There are two answers to this position: One, that the proceedings in the present case contain averments that Anna B. Huston, the plaintiff, was a citizen of Illinois, and as such had obtained a judgment against William Steele as a citizen of Michigan, and this averment was not traversed, and hence must be deemed to have been conclusively established, and the defendant cannot be heard to raise such an objection for the first time in an appellate court; the other, that while said judgment remains unreversed it is not a nullity, and cannot be collaterally attacked. This was held in McCormick v. Sullivant, 10 Wheat. 192. That was a case where, to a bill brought in the circuit court of the United States to enforce a claim to real estate, the defendants filed a plea in bar to former proceedings [158 U.S. 423, 431] in a United States court.
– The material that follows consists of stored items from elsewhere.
use crate::core::fingerprint::VideoFingerprint;
use chrono::{DateTime, Utc};
use serde::{Deserialize, Serialize};
use std::path::{Path, PathBuf};

/// Properties reported by the metadata probe.
#[derive(Debug, Clone, Default, PartialEq, Serialize, Deserialize)]
pub struct MediaInfo {
    pub duration_ms: i64,
    pub width: u32,
    pub height: u32,
    pub framerate: f64,
    pub codec: String,
    pub audio: String,
    /// Overall bitrate in kb/s.
    pub bitrate: u32,
}

impl MediaInfo {
    pub fn resolution(&self) -> String {
        format!("{}x{}", self.width, self.height)
    }
}

/// A video discovered on disk, before fingerprinting.
#[derive(Debug, Clone, PartialEq, Serialize, Deserialize)]
pub struct VideoFile {
    pub path: PathBuf,
    pub size: u64,
    pub modified: DateTime<Utc>,
}

impl VideoFile {
    pub fn from_path(path: &Path) -> std::io::Result<Self> {
        let metadata = std::fs::metadata(path)?;
        Ok(Self {
            path: path.to_path_buf(),
            size: metadata.len(),
            modified: DateTime::<Utc>::from(metadata.modified()?),
        })
    }
}

/// A fingerprinted video. Published once by the scanner, read-only afterwards.
#[derive(Debug, Clone, PartialEq, Serialize, Deserialize)]
pub struct VideoRecord {
    pub id: String,
    pub path: PathBuf,
    pub size: u64,
    pub modified: DateTime<Utc>,
    pub media: MediaInfo,
    pub fingerprint: VideoFingerprint,
    #[serde(default)]
    pub from_cache: bool,
}

impl VideoRecord {
    pub fn filename(&self) -> String {
        self.path
            .file_name()
            .unwrap_or_default()
            .to_string_lossy()
            .to_string()
    }
}

impl AsRef<VideoFingerprint> for VideoRecord {
    fn as_ref(&self) -> &VideoFingerprint {
        &self.fingerprint
    }
}
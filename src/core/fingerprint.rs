use crate::core::thumbnail::ThumbnailMode;
use image::{DynamicImage, GenericImageView, imageops::FilterType};
use serde::{Deserialize, Serialize};
use std::f64::consts::PI;
use thiserror::Error;

/// Side of the square the perceptual hash is computed from.
pub const PHASH_SIZE: u32 = 32;
/// Side of the grayscale matrix kept for SSIM.
pub const SSIM_SIZE: usize = 16;
/// Regions whose summed deviation from the first pixel stays below this are monochrome.
pub const ALMOST_BLACK_BITMAP: u32 = 1500;
/// Upper bound on hashed regions per video (cut-ends mode).
pub const MAX_REGIONS: usize = 16;

const DCT_BLOCK: usize = 8;

pub type GrayMatrix = [[f32; SSIM_SIZE]; SSIM_SIZE];

#[derive(Debug, Error)]
pub enum DecodeError {
    #[error("Image decoding failed: {0}")]
    Image(#[from] image::ImageError),

    #[error("Empty sample grid: {width}x{height}")]
    Empty { width: u32, height: u32 },
}

/// Perceptual fingerprint of one video.
///
/// `hash[i] == 0` marks a region rejected as near-monochrome; such a region
/// never contributes a match.
#[derive(Debug, Clone, PartialEq, Serialize, Deserialize)]
pub struct VideoFingerprint {
    pub hash: [u64; MAX_REGIONS],
    pub gray_matrix: [GrayMatrix; MAX_REGIONS],
    pub regions: usize,
    pub duration_ms: i64,
    pub size: u64,
}

impl VideoFingerprint {
    /// Fingerprint with the given region hashes and flat gray matrices.
    pub fn from_hashes(hashes: &[u64]) -> Self {
        let count = hashes.len().min(MAX_REGIONS);
        let mut hash = [0u64; MAX_REGIONS];
        hash[..count].copy_from_slice(&hashes[..count]);
        Self {
            hash,
            gray_matrix: [[[0.0; SSIM_SIZE]; SSIM_SIZE]; MAX_REGIONS],
            regions: count.max(1),
            duration_ms: 0,
            size: 0,
        }
    }

    pub fn with_media(mut self, duration_ms: i64, size: u64) -> Self {
        self.duration_ms = duration_ms;
        self.size = size;
        self
    }

    /// Number of populated regions (1, or 16 in cut-ends mode).
    pub fn region_count(&self) -> usize {
        self.regions.clamp(1, MAX_REGIONS)
    }

    /// True when every populated region was rejected as monochrome.
    pub fn is_blank(&self) -> bool {
        self.hash[..self.region_count()].iter().all(|&h| h == 0)
    }
}

impl AsRef<VideoFingerprint> for VideoFingerprint {
    fn as_ref(&self) -> &VideoFingerprint {
        self
    }
}

/// Turns a sample grid into a [`VideoFingerprint`].
pub struct FingerprintExtractor {
    mode: ThumbnailMode,
    cosines: [[f64; PHASH_SIZE as usize]; DCT_BLOCK],
}

impl FingerprintExtractor {
    pub fn new(mode: ThumbnailMode) -> Self {
        let n = PHASH_SIZE as usize;
        let mut cosines = [[0.0; PHASH_SIZE as usize]; DCT_BLOCK];
        for (k, row) in cosines.iter_mut().enumerate() {
            for (x, value) in row.iter_mut().enumerate() {
                *value = (PI * (2 * x + 1) as f64 * k as f64 / (2 * n) as f64).cos();
            }
        }
        Self { mode, cosines }
    }

    pub fn mode(&self) -> ThumbnailMode {
        self.mode
    }

    /// Decode an encoded sample grid and fingerprint it.
    pub fn extract_from_bytes(&self, bytes: &[u8]) -> Result<VideoFingerprint, DecodeError> {
        let grid = image::load_from_memory(bytes)?;
        self.extract(&grid)
    }

    /// Fingerprint a sample grid. Duration and size are left at zero, see
    /// [`VideoFingerprint::with_media`].
    pub fn extract(&self, grid: &DynamicImage) -> Result<VideoFingerprint, DecodeError> {
        let (width, height) = grid.dimensions();
        let regions = self.mode.region_count();
        let cols = self.mode.cols();
        let rows = self.mode.rows();

        if width < cols || height < rows {
            return Err(DecodeError::Empty { width, height });
        }

        let mut fingerprint = VideoFingerprint::from_hashes(&vec![0; regions]);

        for region in 0..regions {
            let image = if regions == 1 {
                grid.clone()
            } else {
                let cell_w = width / cols;
                let cell_h = height / rows;
                let x = (region as u32 % cols) * cell_w;
                let y = (region as u32 / cols) * cell_h;
                grid.crop_imm(x, y, cell_w, cell_h)
            };

            fingerprint.hash[region] = self.compute_phash(&image);
            fingerprint.gray_matrix[region] = gray_matrix(&image);
        }

        Ok(fingerprint)
    }

    fn compute_phash(&self, image: &DynamicImage) -> u64 {
        let gray = image
            .resize_exact(PHASH_SIZE, PHASH_SIZE, FilterType::Triangle)
            .to_luma8();
        let pixels = gray.as_raw();

        let first = pixels[0] as i32;
        let shades: u32 = pixels[1..]
            .iter()
            .map(|&p| (first - p as i32).unsigned_abs())
            .sum();
        if shades < ALMOST_BLACK_BITMAP {
            return 0;
        }

        let coefficients = self.low_frequency_dct(pixels);
        let dc = coefficients[0];
        let average = (coefficients.iter().sum::<f64>() - dc) / 63.0;

        coefficients
            .iter()
            .enumerate()
            .filter(|&(_, &c)| c > average)
            .fold(0u64, |hash, (bit, _)| hash | (1u64 << bit))
    }

    /// Orthonormal 2-D DCT-II of a 32x32 plane, top-left 8x8 block in row-major order.
    fn low_frequency_dct(&self, pixels: &[u8]) -> [f64; DCT_BLOCK * DCT_BLOCK] {
        let n = PHASH_SIZE as usize;

        // rows first: partial[y][v]
        let mut partial = vec![[0.0f64; DCT_BLOCK]; n];
        for (y, row) in partial.iter_mut().enumerate() {
            let line = &pixels[y * n..(y + 1) * n];
            for (v, value) in row.iter_mut().enumerate() {
                *value = line
                    .iter()
                    .zip(self.cosines[v].iter())
                    .map(|(&p, &c)| p as f64 * c)
                    .sum();
            }
        }

        let scale = |k: usize| {
            if k == 0 {
                (1.0 / n as f64).sqrt()
            } else {
                (2.0 / n as f64).sqrt()
            }
        };

        let mut out = [0.0f64; DCT_BLOCK * DCT_BLOCK];
        for u in 0..DCT_BLOCK {
            for v in 0..DCT_BLOCK {
                let sum: f64 = partial
                    .iter()
                    .zip(self.cosines[u].iter())
                    .map(|(row, &c)| row[v] * c)
                    .sum();
                out[u * DCT_BLOCK + v] = scale(u) * scale(v) * sum;
            }
        }
        out
    }
}

fn gray_matrix(image: &DynamicImage) -> GrayMatrix {
    let small = image
        .resize_exact(SSIM_SIZE as u32, SSIM_SIZE as u32, FilterType::Triangle)
        .to_luma8();
    let mut matrix = [[0.0f32; SSIM_SIZE]; SSIM_SIZE];
    for (x, y, pixel) in small.enumerate_pixels() {
        matrix[y as usize][x as usize] = pixel[0] as f32;
    }
    matrix
}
To this there was a special replication alleging that the proceedings in such former suit were coram non judice, because the record did not show that the complainants and defendant in that suit were citizens of different states, and the court, through Mr. Justice Washington, said: 'This reason proceeds upon an incorrect view of the character and jurisdiction of the inferior courts of the United States. They are all of limited jurisdiction, but they are not, on that account, inferior courts, in the technical sense of those words, whose judgments, taken alone, are to be disregarded. If the jurisdiction be not alleged in the proceedings, their judgments and decrees are erroneous, and may, upon a writ of error or appeal, be reversed for that cause. But they are not absolute nullities.' Evers v. Watson, 157 U.S. 527 , 15 Sup. Ct. 430. Accordingly the decree was held to be a valid bar of the subsequent suit.
In view, then, of the facts as found, and reading the statute of Michigan in the light of the decisions cited, we are of opinion that the court committed no error, and its judgment is affirmed.